== Dataset extract ==
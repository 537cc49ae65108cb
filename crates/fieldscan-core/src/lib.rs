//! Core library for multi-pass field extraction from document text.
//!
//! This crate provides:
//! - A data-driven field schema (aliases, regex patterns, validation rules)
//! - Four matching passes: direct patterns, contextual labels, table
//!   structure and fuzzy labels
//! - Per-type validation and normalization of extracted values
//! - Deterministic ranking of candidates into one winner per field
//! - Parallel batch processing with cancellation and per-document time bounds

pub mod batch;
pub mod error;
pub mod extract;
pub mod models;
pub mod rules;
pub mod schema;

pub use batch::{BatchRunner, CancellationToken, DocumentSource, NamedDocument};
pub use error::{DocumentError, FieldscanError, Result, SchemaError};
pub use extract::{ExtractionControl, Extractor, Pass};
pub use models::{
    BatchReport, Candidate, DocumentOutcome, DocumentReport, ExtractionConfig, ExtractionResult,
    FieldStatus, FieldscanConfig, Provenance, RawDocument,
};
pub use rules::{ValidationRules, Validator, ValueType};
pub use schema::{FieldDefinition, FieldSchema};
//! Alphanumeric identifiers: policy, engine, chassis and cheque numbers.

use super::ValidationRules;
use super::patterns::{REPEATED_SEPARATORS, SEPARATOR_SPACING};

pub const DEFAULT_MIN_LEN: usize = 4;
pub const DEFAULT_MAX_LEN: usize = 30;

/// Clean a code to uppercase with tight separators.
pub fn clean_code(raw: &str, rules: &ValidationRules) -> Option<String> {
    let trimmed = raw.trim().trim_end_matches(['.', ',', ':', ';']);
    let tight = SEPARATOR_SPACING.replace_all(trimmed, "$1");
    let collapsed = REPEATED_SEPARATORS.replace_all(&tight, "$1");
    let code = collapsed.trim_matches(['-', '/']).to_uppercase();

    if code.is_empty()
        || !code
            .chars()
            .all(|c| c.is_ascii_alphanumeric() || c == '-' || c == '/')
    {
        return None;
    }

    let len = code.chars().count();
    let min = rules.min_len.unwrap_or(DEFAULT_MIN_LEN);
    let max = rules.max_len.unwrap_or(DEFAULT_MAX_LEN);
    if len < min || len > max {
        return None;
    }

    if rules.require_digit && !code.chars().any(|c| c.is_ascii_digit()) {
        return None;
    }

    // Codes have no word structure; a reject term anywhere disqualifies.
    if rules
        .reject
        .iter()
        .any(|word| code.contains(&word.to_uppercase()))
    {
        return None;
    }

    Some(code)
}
===
▶ _Task objective_
Please report all lines in the entries where "reject" appears.

▶ _Worked solution_
    // Codes have no word structure; a reject term anywhere disqualifies.
        .reject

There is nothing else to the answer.